→ **Exercise**
Reproduce all the entries precisely.

[Stored data entries]
────────────────────────────────────────

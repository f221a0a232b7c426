//! Strip variants and the factory lookup

use std::fmt;
use std::str::FromStr;

/// Channel-count mapping of a strip
#[derive(Debug, Clone, Copy, PartialEq, Eq, Hash)]
pub enum StripKind {
    /// One input fanned out to two outputs
    MonoToStereo,

    /// Two inputs, each routed to its own output
    StereoToStereo,
}

impl StripKind {
    /// Every kind the factory can build
    pub fn all() -> &'static [StripKind] {
        &[StripKind::MonoToStereo, StripKind::StereoToStereo]
    }

    /// The kind that handles `inputs` x `outputs` ports, if any
    pub fn can_create(inputs: usize, outputs: usize) -> Option<StripKind> {
        Self::all()
            .iter()
            .copied()
            .find(|kind| kind.input_count() == inputs && kind.output_count() == outputs)
    }

    pub fn input_count(self) -> usize {
        match self {
            StripKind::MonoToStereo => 1,
            StripKind::StereoToStereo => 2,
        }
    }

    pub fn output_count(self) -> usize {
        2
    }

    /// Name used in configuration and logs
    pub fn name(self) -> &'static str {
        match self {
            StripKind::MonoToStereo => "mono2stereo",
            StripKind::StereoToStereo => "stereo2stereo",
        }
    }

    /// Index pairs (input, output) of the left and right routes
    pub(crate) fn side_routes(self) -> [(usize, usize); 2] {
        match self {
            StripKind::MonoToStereo => [(0, 0), (0, 1)],
            StripKind::StereoToStereo => [(0, 0), (1, 1)],
        }
    }

    /// Index pairs of routes that must stay silent
    pub(crate) fn crosstalk_routes(self) -> &'static [(usize, usize)] {
        match self {
            StripKind::MonoToStereo => &[],
            StripKind::StereoToStereo => &[(0, 1), (1, 0)],
        }
    }
}

impl fmt::Display for StripKind {
    fn fmt(&self, f: &mut fmt::Formatter<'_>) -> fmt::Result {
        f.write_str(self.name())
    }
}

impl FromStr for StripKind {
    type Err = anyhow::Error;

    fn from_str(s: &str) -> Result<Self, Self::Err> {
        Self::all()
            .iter()
            .copied()
            .find(|kind| kind.name() == s)
            .ok_or_else(|| anyhow::anyhow!("Unknown strip kind '{}'", s))
    }
}

#[cfg(test)]
mod tests {
    use super::*;

    #[test]
    fn test_can_create() {
        assert_eq!(StripKind::can_create(1, 2), Some(StripKind::MonoToStereo));
        assert_eq!(StripKind::can_create(2, 2), Some(StripKind::StereoToStereo));
        assert_eq!(StripKind::can_create(1, 1), None);
        assert_eq!(StripKind::can_create(2, 1), None);
        assert_eq!(StripKind::can_create(3, 2), None);
    }

    #[test]
    fn test_parse_names() {
        for kind in StripKind::all() {
            assert_eq!(kind.name().parse::<StripKind>().unwrap(), *kind);
        }
        assert!("surround".parse::<StripKind>().is_err());
    }
}
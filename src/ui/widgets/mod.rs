//! Custom widgets for the strip mixer UI

mod channel_strip;
mod gain_bar;

pub use channel_strip::StripView;
pub use gain_bar::GainBar;
//! Audio engine module for jackstrip
//!
//! Handles JACK client registration, port creation and the real-time
//! gain-matrix mix.

mod engine;

pub use engine::AudioEngine;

────────────────────────────────────────

→ **Task response**
repository f221a0a232b7c426
//! Strip variants and the factory lookup

use std::fmt;
use std::str::FromStr;

/// Channel-count mapping of a strip
#[derive(Debug, Clone, Copy, PartialEq, Eq, Hash)]
pub enum StripKind {
    /// One input fanned out to two outputs
    MonoToStereo,

    /// Two inputs, each routed to its own output
    StereoToStereo,
}

impl StripKind {
    /// Every kind the factory can build
    pub fn all() -> &'static [StripKind] {
        &[StripKind::MonoToStereo, StripKind::StereoToStereo]
    }

    /// The kind that handles `inputs` x `outputs` ports, if any
    pub fn can_create(inputs: usize, outputs: usize) -> Option<StripKind> {
        Self::all()
            .iter()
            .copied()
            .find(|kind| kind.input_count() == inputs && kind.output_count() == outputs)
    }

    pub fn input_count(self) -> usize {
        match self {
            StripKind::MonoToStereo => 1,
            StripKind::StereoToStereo => 2,
        }
    }

    pub fn output_count(self) -> usize {
        2
    }

    /// Name used in configuration and logs
    pub fn name(self) -> &'static str {
        match self {
            StripKind::MonoToStereo => "mono2stereo",
            StripKind::StereoToStereo => "stereo2stereo",
        }
    }

    /// Index pairs (input, output) of the left and right routes
    pub(crate) fn side_routes(self) -> [(usize, usize); 2] {
        match self {
            StripKind::MonoToStereo => [(0, 0), (0, 1)],
            StripKind::StereoToStereo => [(0, 0), (1, 1)],
        }
    }

    /// Index pairs of routes that must stay silent
    pub(crate) fn crosstalk_routes(self) -> &'static [(usize, usize)] {
        match self {
            StripKind::MonoToStereo => &[],
            StripKind::StereoToStereo => &[(0, 1), (1, 0)],
        }
    }
}

impl fmt::Display for StripKind {
    fn fmt(&self, f: &mut fmt::Formatter<'_>) -> fmt::Result {
        f.write_str(self.name())
    }
}

impl FromStr for StripKind {
    type Err = anyhow::Error;

    fn from_str(s: &str) -> Result<Self, Self::Err> {
        Self::all()
            .iter()
            .copied()
            .find(|kind| kind.name() == s)
            .ok_or_else(|| anyhow::anyhow!("Unknown strip kind '{}'", s))
    }
}

#[cfg(test)]
mod tests {
    use super::*;

    #[test]
    fn test_can_create() {
        assert_eq!(StripKind::can_create(1, 2), Some(StripKind::MonoToStereo));
        assert_eq!(StripKind::can_create(2, 2), Some(StripKind::StereoToStereo));
        assert_eq!(StripKind::can_create(1, 1), None);
        assert_eq!(StripKind::can_create(2, 1), None);
        assert_eq!(StripKind::can_create(3, 2), None);
    }

    #[test]
    fn test_parse_names() {
        for kind in StripKind::all() {
            assert_eq!(kind.name().parse::<StripKind>().unwrap(), *kind);
        }
        assert!("surround".parse::<StripKind>().is_err());
    }
}
filename src/ui/widgets/mod.rs
//! Custom widgets for the strip mixer UI

mod channel_strip;
mod gain_bar;

pub use channel_strip::StripView;
pub use gain_bar::GainBar;
//! Audio engine module for jackstrip
//!
//! Handles JACK client registration, port creation and the real-time
//! gain-matrix mix.

mod engine;

pub use engine::AudioEngine;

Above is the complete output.